The three of them continued their tour around the house, and went up to the second floor. Dewi Ayu shared all her memories, telling them where grandpa and grandma used to sleep, and showing them the photograph of Henri and Aneu Stammler, taken when they were still quite young and had not yet fallen in love. Of course the little ones didn’t understand any of it yet, but Dewi Ayu still enjoyed her role as a tour guide until she remembered her treasure in the sewer pipes. She invited her two children to inspect the toilet with her, relieved to see that it even still existed. All she needed to do was dismantle the plumbing and find her treasure.
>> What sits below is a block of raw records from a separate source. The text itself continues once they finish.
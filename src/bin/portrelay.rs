use clap::Parser;
use dotenv::dotenv;
use portrelay::{setup_tracing, AppResult, Bridge, RelayConfig, GLOBAL_CONFIG};
use std::path::PathBuf;
use tokio::runtime;

#[derive(Parser)]
#[command(version)]
pub struct CommandLine {
    /// path to config file
    #[arg(short, long)]
    pub conf: Option<String>,
    #[command(subcommand)]
    pub command: Option<Command>,
    /// log level (v: info, vv: debug, vvv: trace)
    #[arg(short = 'v', long = "verbose", action = clap::ArgAction::Count)]
    pub verbose: u8,
}

#[derive(Parser)]
pub enum Command {
    PrintConfig,
}

fn main() -> AppResult<()> {
    dotenv().ok();

    let commandline: CommandLine = CommandLine::parse();
    let config_path = commandline.conf.as_ref().map_or_else(
        || {
            let mut path = PathBuf::from("./");
            path.push("conf.toml");
            path
        },
        PathBuf::from,
    );
    let relay_config = RelayConfig::set_up_config(config_path)?;

    if let Some(Command::PrintConfig) = commandline.command {
        println!("{:#?}", relay_config);
        return Ok(());
    }

    GLOBAL_CONFIG
        .set(relay_config)
        .expect("set relay config failed");

    let rt = runtime::Builder::new_multi_thread().enable_all().build()?;
    let _log_guard = setup_tracing();

    let bridge = Bridge::new();
    rt.block_on(bridge.run(portrelay::global_config()))?;

    Ok(())
}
“A Dutch woman wandering about in the era of the new republic.” She suddenly heard a voice coming from behind her back. “What are you doing here, Missy?”

She turned around and there was the owner of that voice: an old native woman who looked quite fierce. She was wearing a sarong and a tattered
kebaya
, with a cane supporting her leg. Her mouth was filled with clumps of betel leaf. She stood looking at Dewi Ayu resentfully, as if she would strike Dewi Ayu with her cane just as she would strike a stray dog, without hesitation.

“You can see for yourself that my photograph is still hanging on the wall,” said Dewi Ayu, pointing to the portrait of that fifteen year-old girl. “I own this house.”

“I just haven’t had the time to exchange your photo with mine.”

The old woman quickly ordered her to leave, but Dewi Ayu insisted that she held the deed. In response, the woman merely laughed, waving her hand. “Your house has been confiscated, Missy,” she said. And it was clear, just as the old woman explained while seeing the uninvited guest to the door, that the house had been taken by the Japanese and at the end of the war, a guerrilla family stole it back. This was the old lady’s family: her husband had lost half his arm to the slash of a samurai sword before going to the jungle with five of his sons, and not long after that he died, shot by a KNIL soldier, along with two of those sons. “So now I have inherited this house. But you can take your photos with you if you want, and I won’t charge you for them.”